If you are managing your own portfolio of investments, you may want to take a look at some different bond investments in today’s market. Most portfolios have some allocation to bonds and for people who are closer to retirement or in retirement, they will typically have a higher allocation. The main reasons to increase your bond allocation as you approach retirement are that historically bonds have been less volatile and lower in risk than stocks and retirees like to live off the dividends that bonds pay out.
Let’s come back to the July 10 issue of Barron’s with its headline reading “Beware of Bond Funds.” The author pointed out that as interest rates rise, the values of bonds decline. He went on to say if you are holding individual bonds, you can wait it out until the bond matures and then get your principal back. But if you are in a bond fund, the bonds don’t mature and the value can drop.
So what do you do?
The author recommends buying individual corporate bonds for your portfolio. I disagree. Unless you have $500,000 or more to invest (and know what you are doing), you will be paying high fees, sometimes up to 2 to 3 percent for the bonds, and those fees will negate the reason for buying bonds in the first place.

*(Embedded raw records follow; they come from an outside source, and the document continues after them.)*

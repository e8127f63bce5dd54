// Copyright (c) 2025-2026, Tom Ouellette
// Licensed under the Apache License, Version 2.0 (the "License");
// you may not use this file except in compliance with the License.
// A copy of the License has been included in the root of the repository.

pub mod constant;
pub mod cv;
pub mod error;
pub mod gr;
pub mod io;
pub mod ut;
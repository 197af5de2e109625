//! Scatter chart of the dataset.

use ratatui::layout::Rect;
use ratatui::style::Style;
use ratatui::symbols::Marker;
use ratatui::text::Span;
use ratatui::widgets::{Axis, Block, Chart, Dataset as ChartDataset, GraphType, Paragraph};
use ratatui::Frame;

use corrlab_core::plot::ScatterPlot;

use crate::styles::ColorTheme;

/// Low, middle and high tick labels for an axis.
#[must_use]
pub fn axis_labels(bounds: [f64; 2]) -> Vec<String> {
    let mid = (bounds[0] + bounds[1]) / 2.0;
    [bounds[0], mid, bounds[1]]
        .iter()
        .map(|v| format!("{v:.1}"))
        .collect()
}

fn tick_spans(bounds: [f64; 2]) -> Vec<Span<'static>> {
    axis_labels(bounds).into_iter().map(Span::from).collect()
}

/// Render the scatter figure, or a placeholder before the first evaluation.
pub fn render_scatter(frame: &mut Frame, area: Rect, plot: Option<&ScatterPlot>, theme: &ColorTheme) {
    let Some(plot) = plot else {
        let block = Block::bordered().title(" Plot ");
        frame.render_widget(Paragraph::new("No data").block(block), area);
        return;
    };

    let datasets = vec![ChartDataset::default()
        .marker(Marker::Braille)
        .graph_type(GraphType::Scatter)
        .style(Style::default().fg(theme.points))
        .data(&plot.points)];

    let x_axis = Axis::default()
        .title(plot.x_label)
        .style(theme.muted_style())
        .bounds(plot.x_bounds)
        .labels(tick_spans(plot.x_bounds));
    let y_axis = Axis::default()
        .title(plot.y_label)
        .style(theme.muted_style())
        .bounds(plot.y_bounds)
        .labels(tick_spans(plot.y_bounds));

    let chart = Chart::new(datasets)
        .block(
            Block::bordered()
                .title(format!(" {} ", plot.title))
                .title_style(theme.header_style()),
        )
        .x_axis(x_axis)
        .y_axis(y_axis);

    frame.render_widget(chart, area);
}
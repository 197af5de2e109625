//! Parameter sliders drawn as gauges.

use ratatui::layout::{Constraint, Layout, Rect};
use ratatui::style::Style;
use ratatui::widgets::{Block, Borders, Gauge};
use ratatui::Frame;

use corrlab_core::params::{ParamId, ParamSpec, Params};

use crate::styles::ColorTheme;

/// Rows taken by one slider (gauge plus borders).
pub const SLIDER_HEIGHT: u16 = 3;

/// Format a slider value with the precision of its step.
#[must_use]
pub fn format_slider_value(spec: &ParamSpec, value: f64) -> String {
    let prec = usize::try_from(spec.decimals()).unwrap_or(0);
    format!("{value:.prec$}")
}

/// Render one gauge per parameter; the focused one gets a highlighted border.
pub fn render_sliders(
    frame: &mut Frame,
    area: Rect,
    params: &Params,
    focus: ParamId,
    theme: &ColorTheme,
) {
    let rows = Layout::vertical([Constraint::Length(SLIDER_HEIGHT); 3]).split(area);

    for (&id, &rect) in ParamId::ALL.iter().zip(rows.iter()) {
        let spec = id.spec();
        let value = params.get(id);
        let (marker, border) = if id == focus {
            ("▶ ", theme.focus_style())
        } else {
            ("  ", theme.muted_style())
        };

        let gauge = Gauge::default()
            .block(
                Block::default()
                    .borders(Borders::ALL)
                    .border_style(border)
                    .title(format!("{marker}{} ", spec.label)),
            )
            .gauge_style(Style::default().fg(theme.slider))
            .label(format_slider_value(spec, value))
            .ratio(spec.ratio(value));

        frame.render_widget(gauge, rect);
    }
}
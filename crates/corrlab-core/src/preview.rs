//! Truncated tabular view of a dataset.

use serde::Serialize;

use crate::dataset::Dataset;

/// Column headers of the preview table.
pub const PREVIEW_HEADERS: [&str; 3] = ["", "x", "y"];

/// One row of the preview: 0-based index and the pair.
#[derive(Debug, Clone, Copy, PartialEq, Serialize)]
pub struct PreviewRow {
    pub index: usize,
    pub x: f64,
    pub y: f64,
}

/// The first `min(rows, dataset.len())` rows.
#[must_use]
pub fn preview(dataset: &Dataset, rows: usize) -> Vec<PreviewRow> {
    dataset
        .points()
        .take(rows)
        .enumerate()
        .map(|(index, (x, y))| PreviewRow { index, x, y })
        .collect()
}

I recommend two bond fund strategies:
1. First, put some of your money in a bond fund. Make sure the bond manager has sufficient latitude to invest in a variety of bonds. Having the ability to sell bonds that are subject to interest-rate-risk and buy other more opportunistic bonds (such as high-quality mortgage-backed bonds that don’t typically carry interest-rate-risk) gives the manager the leeway to protect your principal.
For example, the Pimco Total Return Fund had a positive performance of
15.43 percent from May 31, 2004 to August 31, 2007, when interest rates rose to 5.25 percent from 1 percent. This bond fund also returned 11.67 percent from May 31, 1999 to Dec. 31, 2000, when interest rates rose from 4.75 percent to 6.50 percent. If you read this bond fund’s prospectus, the bond fund manager has a lot of freedom to move around in the bond market and that is why they performed so well when interest rates went up.
2. Second, consider the Claymore Securities Fixed Income Exchange Traded Funds (ETFs) that actually mature at a specified date. Claymore’s ETF bond fund managers invest in a basket of bonds that mature at pre-determined year. These bond strategies give you a low-cost advantage (0.24 percent) of owning individual bonds, the benefit of a diversified portfolio of bonds that most investors cannot achieve on their own, and a definite maturity date to get your principal back. There are some risks of investing in these bond funds but I would definitely put them on the lower risk scale relative to many other bond strategies.
As always, be sure you understand what you are investing in.
Disclaimer: The views expressed in this article are the opinions of the author and should not be interpreted as individualized investment advice. Investment objectives, risk tolerances and the financial situation of individual investors may vary. Please consult your financial and tax advisors before investing.